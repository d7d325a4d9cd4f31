//! End-to-end engine scenarios.
//!
//! These tests drive a whole [`Tree`] through its public surface the way a
//! host game loop would: one `tick(dt)` per fixed interval, with all
//! cross-node communication going through a [`Blackboard`] context.

use std::time::Duration;

use ticktree::builder::{action, condition, fallback, sequence, timer};
use ticktree::{Blackboard, NodeState, Tree, WeightedRandom};

const DT: Duration = Duration::from_millis(100);

/// A minimal patrol-or-engage agent:
///
/// ```text
/// Fallback
/// ├── Sequence            (engage)
/// │   ├── Condition       enemy_visible?
/// │   ├── Action          aim (3 ticks)
/// │   └── Action          fire
/// └── Sequence            (patrol)
///     ├── Timer           300ms pace
///     └── Action          advance waypoint
/// ```
fn build_agent() -> Tree<Blackboard> {
    let mut aim_progress = 0u32;

    Tree::new(fallback(vec![
        sequence(vec![
            condition(|board: &mut Blackboard| board.get("enemy_visible", 0, false)),
            action(move |_board: &mut Blackboard| {
                aim_progress += 1;
                if aim_progress < 3 {
                    NodeState::Running
                } else {
                    aim_progress = 0;
                    NodeState::Success
                }
            }),
            action(|board: &mut Blackboard| {
                let shots = board.get("shots", 1, 0u32);
                board.set("shots", shots + 1, 1);
                NodeState::Success
            }),
        ]),
        sequence(vec![
            timer(Duration::from_millis(300)),
            action(|board: &mut Blackboard| {
                let waypoint = board.get("waypoint", 0, 0u32);
                board.set("waypoint", waypoint + 1, 0);
                NodeState::Success
            }),
        ]),
    ]))
}

#[test]
fn patrol_advances_one_waypoint_per_timer_cycle() {
    let mut tree = build_agent();
    let mut board = Blackboard::new();

    // 300ms timer at 100ms ticks: three Running ticks, pulse on the fourth.
    for _ in 0..8 {
        tree.tick(&mut board, DT);
    }

    assert_eq!(board.get("waypoint", 0, 0u32), 2);
    assert_eq!(board.get("shots", 1, 0u32), 0);
}

#[test]
fn suspended_patrol_finishes_before_the_agent_engages() {
    let mut tree = build_agent();
    let mut board = Blackboard::new();

    // Two ticks into the patrol countdown the enemy appears.
    tree.tick(&mut board, DT);
    tree.tick(&mut board, DT);
    board.set("enemy_visible", true, 0);

    // The fallback is suspended inside the patrol sequence, so the enemy
    // check is not re-run until the current activation resolves.
    tree.tick(&mut board, DT);
    tree.tick(&mut board, DT);
    assert_eq!(board.get("waypoint", 0, 0u32), 1);
    assert_eq!(board.get("shots", 1, 0u32), 0);

    // Fresh activation: engage takes over, aiming for three ticks.
    tree.tick(&mut board, DT);
    tree.tick(&mut board, DT);
    assert_eq!(board.get("shots", 1, 0u32), 0);
    tree.tick(&mut board, DT);
    assert_eq!(board.get("shots", 1, 0u32), 1);

    // The patrol never advanced while engaging.
    assert_eq!(board.get("waypoint", 0, 0u32), 1);
}

#[test]
fn weighted_wander_exercises_every_branch() {
    let node = WeightedRandom::with_seed(
        vec![
            (
                action(|board: &mut Blackboard| {
                    let n = board.get("north", 0, 0u32);
                    board.set("north", n + 1, 0);
                    NodeState::Success
                }),
                1,
            ),
            (
                action(|board: &mut Blackboard| {
                    let s = board.get("south", 0, 0u32);
                    board.set("south", s + 1, 0);
                    NodeState::Success
                }),
                1,
            ),
        ],
        1234,
    )
    .expect("weights are positive");

    let mut tree = Tree::new(Box::new(node));
    let mut board = Blackboard::new();
    for _ in 0..200 {
        tree.tick(&mut board, DT);
    }

    let north = board.get("north", 0, 0u32);
    let south = board.get("south", 0, 0u32);
    assert_eq!(north + south, 200);
    assert!(north > 0 && south > 0);
}
//! Status returned by behavior nodes.

/// The result of evaluating a behavior node for one tick.
///
/// # Tick Semantics
///
/// Nodes are re-evaluated once per fixed interval. Work that spans more than
/// one interval reports [`NodeState::Running`]; the composite that owns the
/// node records where it stopped and resumes that node on the next tick
/// instead of restarting siblings that already finished.
#[derive(Debug, Clone, Copy, PartialEq, Eq, Hash)]
pub enum NodeState {
    /// The node has not finished yet; resume it on the next tick.
    Running,

    /// The node completed successfully.
    ///
    /// For conditions: The condition was met.
    /// For actions: The action executed without errors.
    Success,

    /// The node failed.
    ///
    /// For conditions: The condition was not met.
    /// For actions: The action could not be executed.
    Failure,
}

impl NodeState {
    /// Returns `true` if this state is `Running`.
    #[inline]
    pub fn is_running(self) -> bool {
        matches!(self, NodeState::Running)
    }

    /// Returns `true` if this state is `Success`.
    #[inline]
    pub fn is_success(self) -> bool {
        matches!(self, NodeState::Success)
    }

    /// Returns `true` if this state is `Failure`.
    #[inline]
    pub fn is_failure(self) -> bool {
        matches!(self, NodeState::Failure)
    }

    /// Swaps `Success` and `Failure`; `Running` is preserved.
    ///
    /// Suspension must survive negation, otherwise an inverted node could
    /// never span more than one tick.
    #[inline]
    pub fn inverted(self) -> Self {
        match self {
            NodeState::Running => NodeState::Running,
            NodeState::Success => NodeState::Failure,
            NodeState::Failure => NodeState::Success,
        }
    }
}

#[cfg(test)]
mod tests {
    use super::*;

    #[test]
    fn inverted_swaps_terminal_states() {
        assert_eq!(NodeState::Success.inverted(), NodeState::Failure);
        assert_eq!(NodeState::Failure.inverted(), NodeState::Success);
    }

    #[test]
    fn inverted_preserves_running() {
        assert_eq!(NodeState::Running.inverted(), NodeState::Running);
    }
}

• [Work instruction]
From the very first line of the records down to the line with "cross-node communication going", please write out each line exactly, including both ends and no other lines.

• [Task output]
repository d7d325a4d9cd4f31
//! End-to-end engine scenarios.
//!
//! These tests drive a whole [`Tree`] through its public surface the way a
//! host game loop would: one `tick(dt)` per fixed interval, with all
//! cross-node communication going through a [`Blackboard`] context.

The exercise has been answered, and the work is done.